Search the entries below for the word "over", then copy each line in which it is found.

- Exercise input:
___

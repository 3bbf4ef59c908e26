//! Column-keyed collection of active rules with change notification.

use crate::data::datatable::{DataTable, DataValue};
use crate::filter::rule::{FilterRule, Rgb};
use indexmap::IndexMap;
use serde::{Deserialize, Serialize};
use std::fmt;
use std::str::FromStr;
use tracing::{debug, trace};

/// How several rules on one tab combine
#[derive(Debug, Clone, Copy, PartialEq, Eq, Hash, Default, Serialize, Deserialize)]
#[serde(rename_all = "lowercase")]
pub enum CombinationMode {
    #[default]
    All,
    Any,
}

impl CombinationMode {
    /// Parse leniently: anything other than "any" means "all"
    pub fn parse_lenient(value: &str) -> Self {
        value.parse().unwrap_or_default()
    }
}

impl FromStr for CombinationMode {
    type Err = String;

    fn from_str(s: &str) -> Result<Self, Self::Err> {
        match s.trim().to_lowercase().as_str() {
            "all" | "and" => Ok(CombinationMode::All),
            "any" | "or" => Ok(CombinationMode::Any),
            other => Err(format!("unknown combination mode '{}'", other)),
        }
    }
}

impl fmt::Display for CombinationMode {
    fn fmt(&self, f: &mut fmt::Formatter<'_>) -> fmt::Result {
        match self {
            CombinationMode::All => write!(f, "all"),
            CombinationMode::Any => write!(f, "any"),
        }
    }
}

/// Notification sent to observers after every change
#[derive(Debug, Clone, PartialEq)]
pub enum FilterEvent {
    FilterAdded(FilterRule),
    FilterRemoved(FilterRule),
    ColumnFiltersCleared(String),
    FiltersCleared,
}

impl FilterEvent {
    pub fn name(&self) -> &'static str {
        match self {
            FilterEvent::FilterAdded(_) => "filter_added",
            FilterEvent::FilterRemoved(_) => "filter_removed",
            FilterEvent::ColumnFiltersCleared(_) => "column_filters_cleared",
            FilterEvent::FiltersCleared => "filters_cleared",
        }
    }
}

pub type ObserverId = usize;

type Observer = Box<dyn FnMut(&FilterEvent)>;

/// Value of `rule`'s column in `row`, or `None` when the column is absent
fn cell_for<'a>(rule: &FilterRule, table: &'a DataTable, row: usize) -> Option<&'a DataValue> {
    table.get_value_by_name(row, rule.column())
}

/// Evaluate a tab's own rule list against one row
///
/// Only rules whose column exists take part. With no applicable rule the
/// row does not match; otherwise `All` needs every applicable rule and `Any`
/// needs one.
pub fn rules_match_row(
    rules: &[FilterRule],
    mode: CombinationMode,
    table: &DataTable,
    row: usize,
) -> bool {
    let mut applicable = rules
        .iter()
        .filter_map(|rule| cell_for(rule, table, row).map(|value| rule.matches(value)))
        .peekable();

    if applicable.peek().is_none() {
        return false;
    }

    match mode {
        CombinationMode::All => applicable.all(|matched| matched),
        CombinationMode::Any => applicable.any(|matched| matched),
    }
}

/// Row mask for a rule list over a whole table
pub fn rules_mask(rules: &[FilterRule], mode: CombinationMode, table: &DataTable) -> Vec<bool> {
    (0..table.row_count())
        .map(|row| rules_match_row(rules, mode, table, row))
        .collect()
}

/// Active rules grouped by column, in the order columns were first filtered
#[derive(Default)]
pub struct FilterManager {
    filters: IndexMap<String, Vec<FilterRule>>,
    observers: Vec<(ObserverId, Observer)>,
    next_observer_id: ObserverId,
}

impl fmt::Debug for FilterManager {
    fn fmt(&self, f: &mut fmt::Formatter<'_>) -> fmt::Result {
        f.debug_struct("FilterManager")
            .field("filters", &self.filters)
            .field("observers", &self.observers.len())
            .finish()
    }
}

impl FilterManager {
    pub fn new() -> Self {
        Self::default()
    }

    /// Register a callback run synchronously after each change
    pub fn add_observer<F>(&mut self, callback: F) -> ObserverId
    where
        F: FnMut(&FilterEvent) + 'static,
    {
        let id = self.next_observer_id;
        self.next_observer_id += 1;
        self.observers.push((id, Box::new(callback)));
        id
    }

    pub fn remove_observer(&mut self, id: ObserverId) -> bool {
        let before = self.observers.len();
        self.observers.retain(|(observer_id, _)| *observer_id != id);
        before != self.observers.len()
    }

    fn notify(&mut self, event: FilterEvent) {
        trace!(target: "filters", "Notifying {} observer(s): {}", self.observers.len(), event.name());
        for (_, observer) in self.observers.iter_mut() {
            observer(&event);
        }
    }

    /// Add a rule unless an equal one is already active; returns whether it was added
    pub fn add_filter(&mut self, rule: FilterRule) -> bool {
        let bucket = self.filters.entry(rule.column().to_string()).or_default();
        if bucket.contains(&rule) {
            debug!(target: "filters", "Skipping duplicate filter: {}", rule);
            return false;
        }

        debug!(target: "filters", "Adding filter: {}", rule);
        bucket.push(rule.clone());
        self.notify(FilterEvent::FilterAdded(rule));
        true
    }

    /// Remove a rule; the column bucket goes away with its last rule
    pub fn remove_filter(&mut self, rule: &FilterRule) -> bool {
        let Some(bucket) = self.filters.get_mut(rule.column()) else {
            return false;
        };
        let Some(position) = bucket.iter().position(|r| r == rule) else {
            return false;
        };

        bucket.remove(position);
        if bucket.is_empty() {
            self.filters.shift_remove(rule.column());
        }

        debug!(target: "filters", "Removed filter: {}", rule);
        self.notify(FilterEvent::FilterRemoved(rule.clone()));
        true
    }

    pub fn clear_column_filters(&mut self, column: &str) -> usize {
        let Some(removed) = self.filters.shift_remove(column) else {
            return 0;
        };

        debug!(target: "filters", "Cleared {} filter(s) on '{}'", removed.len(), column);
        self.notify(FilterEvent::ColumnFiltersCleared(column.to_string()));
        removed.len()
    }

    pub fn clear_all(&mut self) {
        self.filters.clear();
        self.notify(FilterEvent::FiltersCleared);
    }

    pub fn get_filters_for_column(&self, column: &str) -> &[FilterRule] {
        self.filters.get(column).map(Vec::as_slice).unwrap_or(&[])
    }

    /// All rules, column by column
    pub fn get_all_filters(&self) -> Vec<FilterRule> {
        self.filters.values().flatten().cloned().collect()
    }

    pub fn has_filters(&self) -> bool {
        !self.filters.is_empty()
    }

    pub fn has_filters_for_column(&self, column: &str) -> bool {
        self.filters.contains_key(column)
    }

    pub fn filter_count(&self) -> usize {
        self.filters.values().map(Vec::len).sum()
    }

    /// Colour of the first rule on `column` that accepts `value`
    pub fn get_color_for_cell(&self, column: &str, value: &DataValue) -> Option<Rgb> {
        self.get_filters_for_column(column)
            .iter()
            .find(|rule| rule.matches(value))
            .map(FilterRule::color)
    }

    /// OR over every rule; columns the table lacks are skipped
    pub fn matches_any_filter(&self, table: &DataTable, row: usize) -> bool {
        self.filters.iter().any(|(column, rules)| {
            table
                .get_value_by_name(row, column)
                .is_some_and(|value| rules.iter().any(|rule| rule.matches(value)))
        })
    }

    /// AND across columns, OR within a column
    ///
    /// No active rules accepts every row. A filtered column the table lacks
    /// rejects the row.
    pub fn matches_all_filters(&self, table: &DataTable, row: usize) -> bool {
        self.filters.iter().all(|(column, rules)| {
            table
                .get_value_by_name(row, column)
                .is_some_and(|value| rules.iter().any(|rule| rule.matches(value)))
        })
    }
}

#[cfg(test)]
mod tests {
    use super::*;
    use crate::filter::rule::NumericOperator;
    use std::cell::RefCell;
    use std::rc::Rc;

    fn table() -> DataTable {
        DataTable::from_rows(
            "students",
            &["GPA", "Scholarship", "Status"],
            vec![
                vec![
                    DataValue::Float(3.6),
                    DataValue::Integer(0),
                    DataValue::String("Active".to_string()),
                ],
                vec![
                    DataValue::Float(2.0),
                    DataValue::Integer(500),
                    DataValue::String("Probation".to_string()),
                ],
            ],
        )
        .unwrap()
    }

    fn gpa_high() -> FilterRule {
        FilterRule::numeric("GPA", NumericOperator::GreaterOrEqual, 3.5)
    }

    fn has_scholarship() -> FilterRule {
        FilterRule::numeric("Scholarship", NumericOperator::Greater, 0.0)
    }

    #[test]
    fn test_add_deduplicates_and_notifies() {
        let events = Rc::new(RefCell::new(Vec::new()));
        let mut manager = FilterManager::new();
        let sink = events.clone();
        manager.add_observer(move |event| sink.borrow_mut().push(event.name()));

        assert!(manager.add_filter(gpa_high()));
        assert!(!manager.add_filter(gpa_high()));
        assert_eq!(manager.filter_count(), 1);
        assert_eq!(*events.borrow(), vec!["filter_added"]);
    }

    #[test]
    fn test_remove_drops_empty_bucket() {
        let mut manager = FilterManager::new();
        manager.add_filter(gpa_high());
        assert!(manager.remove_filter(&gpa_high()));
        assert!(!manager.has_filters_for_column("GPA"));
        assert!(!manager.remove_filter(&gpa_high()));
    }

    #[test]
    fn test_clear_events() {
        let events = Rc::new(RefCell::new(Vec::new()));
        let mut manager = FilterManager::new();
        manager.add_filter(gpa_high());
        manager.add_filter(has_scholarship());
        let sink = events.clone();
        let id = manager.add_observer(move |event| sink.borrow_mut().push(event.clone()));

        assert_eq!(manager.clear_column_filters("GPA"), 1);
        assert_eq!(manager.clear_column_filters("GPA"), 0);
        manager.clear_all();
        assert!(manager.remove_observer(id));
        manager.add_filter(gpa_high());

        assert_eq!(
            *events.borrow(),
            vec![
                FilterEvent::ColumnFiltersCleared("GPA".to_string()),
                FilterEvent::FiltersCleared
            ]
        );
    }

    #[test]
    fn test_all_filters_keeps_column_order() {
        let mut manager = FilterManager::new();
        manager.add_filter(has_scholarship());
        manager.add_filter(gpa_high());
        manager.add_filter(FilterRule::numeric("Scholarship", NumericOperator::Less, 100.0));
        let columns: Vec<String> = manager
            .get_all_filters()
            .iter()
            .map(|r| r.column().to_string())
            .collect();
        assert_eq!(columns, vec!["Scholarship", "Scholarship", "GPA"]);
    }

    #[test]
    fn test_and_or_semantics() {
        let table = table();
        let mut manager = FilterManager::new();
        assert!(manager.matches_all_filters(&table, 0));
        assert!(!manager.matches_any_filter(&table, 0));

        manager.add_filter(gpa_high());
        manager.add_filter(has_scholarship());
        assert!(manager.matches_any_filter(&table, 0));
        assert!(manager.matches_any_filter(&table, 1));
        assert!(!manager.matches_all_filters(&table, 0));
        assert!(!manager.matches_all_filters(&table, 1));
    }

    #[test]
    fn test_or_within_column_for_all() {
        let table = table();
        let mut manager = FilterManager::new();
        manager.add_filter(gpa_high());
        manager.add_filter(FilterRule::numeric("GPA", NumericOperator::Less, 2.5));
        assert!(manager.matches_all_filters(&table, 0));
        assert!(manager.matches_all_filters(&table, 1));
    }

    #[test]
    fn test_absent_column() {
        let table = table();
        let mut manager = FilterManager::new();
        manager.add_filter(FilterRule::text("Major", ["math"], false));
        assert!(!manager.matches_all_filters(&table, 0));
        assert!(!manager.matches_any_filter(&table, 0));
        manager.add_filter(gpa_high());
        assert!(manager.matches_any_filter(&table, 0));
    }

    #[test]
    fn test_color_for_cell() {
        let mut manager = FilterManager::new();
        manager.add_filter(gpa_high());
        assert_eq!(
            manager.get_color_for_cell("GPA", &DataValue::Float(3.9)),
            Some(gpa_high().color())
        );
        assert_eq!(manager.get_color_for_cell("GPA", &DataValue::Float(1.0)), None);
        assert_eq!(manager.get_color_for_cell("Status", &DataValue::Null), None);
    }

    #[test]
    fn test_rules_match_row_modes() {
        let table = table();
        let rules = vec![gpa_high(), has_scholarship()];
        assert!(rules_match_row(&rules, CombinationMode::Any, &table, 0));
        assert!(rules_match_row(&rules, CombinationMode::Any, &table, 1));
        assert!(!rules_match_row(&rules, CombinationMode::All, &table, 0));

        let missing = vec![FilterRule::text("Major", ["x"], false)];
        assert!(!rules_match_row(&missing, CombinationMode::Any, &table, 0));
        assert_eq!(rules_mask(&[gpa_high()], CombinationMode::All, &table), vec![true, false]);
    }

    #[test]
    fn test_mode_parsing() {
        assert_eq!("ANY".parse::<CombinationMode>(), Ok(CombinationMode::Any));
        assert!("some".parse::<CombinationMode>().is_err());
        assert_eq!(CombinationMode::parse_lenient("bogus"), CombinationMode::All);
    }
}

___

- Output below:
/// Row mask for a rule list over a whole table
    /// OR over every rule; columns the table lacks are skipped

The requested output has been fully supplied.